Publié le 30 janvier 2001
Éloge

Pierre LEFEBVRE

Éloge de Jacques Bréhant (1907-2000)

Pierre LEFEBVRE

Le professeur Jacques Bréhant était né à Nancy le 30 avril 1907, dans une famille d’universitaires et de notables. Son père, professeur de philosophie, lauréat du concours général, lui inculqua l’amour du travail bien fait. Sa mère, de tendre piété, lui enseigna la tolérance. Il eut un frère oblat. Trois des neuf Muses que reconnut Hésiode bercèrent son enfance, car il sera historien, éloquent, et musicien. Pourtant c’est vers l’art de guérir qu’il orienta sa vocation. Le 2 août 1914, le jour de la déclaration de la guerre qu’on appellera « grande », il rencontrait un militaire coiffé d’un képi de velours rouge cramoisi galonné d’or. « Je serai chirurgien » avait-il dit à ses parents ; il avait sept ans.

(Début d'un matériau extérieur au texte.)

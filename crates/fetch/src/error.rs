//! Fetch Error Types
//!
//! This module provides structured errors using `exn` for automatic location
//! tracking and error tree construction.

use derive_more::{Display, Error};

/// A fetch error with automatic location tracking.
pub type Error = exn::Exn<ErrorKind>;
/// Result type alias for fetch operations.
pub type Result<T> = std::result::Result<T, Error>;

/// Actionable error categories.
///
/// These describe what the caller should *do*, not what went wrong internally.
#[derive(Debug, Display, Error, Clone, PartialEq, Eq)]
pub enum ErrorKind {
    /// URL could not be parsed, or uses a scheme other than http(s).
    #[display("invalid URL: {_0}")]
    InvalidUrl(#[error(not(source))] String),
    /// The remote (or mock) has nothing at this URL.
    #[display("not found: {_0}")]
    NotFound(#[error(not(source))] String),
    /// Remote answered with a non-success status code.
    #[display("unexpected status {_0} for {_1}")]
    Status(#[error(not(source))] u16, String),
    /// Connection, DNS, TLS or body transfer failure.
    #[display("network error: {_0}")]
    Network(#[error(not(source))] String),
    /// The request did not complete in time.
    #[display("timed out fetching {_0}")]
    Timeout(#[error(not(source))] String),
    /// The fetcher itself could not be constructed.
    #[display("invalid fetcher configuration: {_0}")]
    Configuration(#[error(not(source))] String),
}

impl ErrorKind {
    /// Returns `true` if retrying might succeed.
    pub fn is_retryable(&self) -> bool {
        match self {
            Self::Network(_) | Self::Timeout(_) => true,
            // Server-side trouble and rate limiting are worth another go.
            Self::Status(code, _) => *code >= 500 || *code == 429,
            Self::InvalidUrl(_) | Self::NotFound(_) | Self::Configuration(_) => false,
        }
    }
}

#[cfg(test)]
mod tests {
    use super::*;
    use rstest::rstest;

    #[rstest]
    #[case(ErrorKind::Network("reset".to_string()), true)]
    #[case(ErrorKind::Timeout("https://a.test/1.jpg".to_string()), true)]
    #[case(ErrorKind::Status(503, "https://a.test/1.jpg".to_string()), true)]
    #[case(ErrorKind::Status(429, "https://a.test/1.jpg".to_string()), true)]
    #[case(ErrorKind::Status(403, "https://a.test/1.jpg".to_string()), false)]
    #[case(ErrorKind::NotFound("https://a.test/1.jpg".to_string()), false)]
    #[case(ErrorKind::InvalidUrl("nope".to_string()), false)]
    fn error_kind_retryable(#[case] kind: ErrorKind, #[case] expected: bool) {
        assert_eq!(kind.is_retryable(), expected);
    }

    #[test]
    fn error_kind_display() {
        assert_eq!(
            ErrorKind::Status(404, "https://a.test/x.png".to_string()).to_string(),
            "unexpected status 404 for https://a.test/x.png"
        );
        assert_eq!(ErrorKind::InvalidUrl("ftp://x".to_string()).to_string(), "invalid URL: ftp://x");
    }
}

Jacques Bréhant était de belle lignée. Sa mère, Amélie Bessière, était la cousine germaine de Jeanne Proust, la mère de Robert et de Marcel. Qui pourrait imaginer que celui qui irait à la recherche du temps perdu, tomberait amoureux de la jeune fille en fleur qu’elle était ? C’est Marcel Proust lui-même qui le dira à Céleste Albaret. Il avait dix-sept ans, elle, pas tout à fait treize. Bien plus tard, Jacques Bréhant interrogea sa mère sur cet amour d’enfant. Elle sourit. Et ne répondit pas.

Il rapporta l’anecdote, en 1974, dans le bulletin des amis de Marcel Proust et des amis de Combray, sous le titre :

Une idylle dans le jardin d’Auteuil . Eût-elle abouti ?

Nous n’aurions pas connu notre confrère et les Lettres françaises ne se seraient peut-être pas enrichies de pénétrants chefs-d’œuvre.

Par sa mère aussi, Jacques Bréhant descendait du frère puîné de Jean-Baptiste Bessières que l’Empereur avait compris, en 1804, dans la première promotion de ses maréchaux. Bessières, qui était à Austerlitz, à Friedland, à Wagram, à Essling où son camarade Lannes était mort. Bessières, qui commandait la cavalerie de la Grande Armée, et qui sera tué en Saxe, à Lützen, le 1er mai 1813. L’empereur l’avait fait duc d’Istrie. De cela, Jacques Bréhant ne tirait nulle vanité. Parfois seulement il lui arrivait de regretter de n’avoir pas hérité d’un des appartements que l’Empereur réservait à ses maréchaux, place de l’Étoile. Qu’à cela ne tienne, il habitait le plus charmant logis, orné de belles choses, qu’avec son épouse ils avaient aménagé au 3 de la rue Jean-Goujon, à deux pas du Grand Palais.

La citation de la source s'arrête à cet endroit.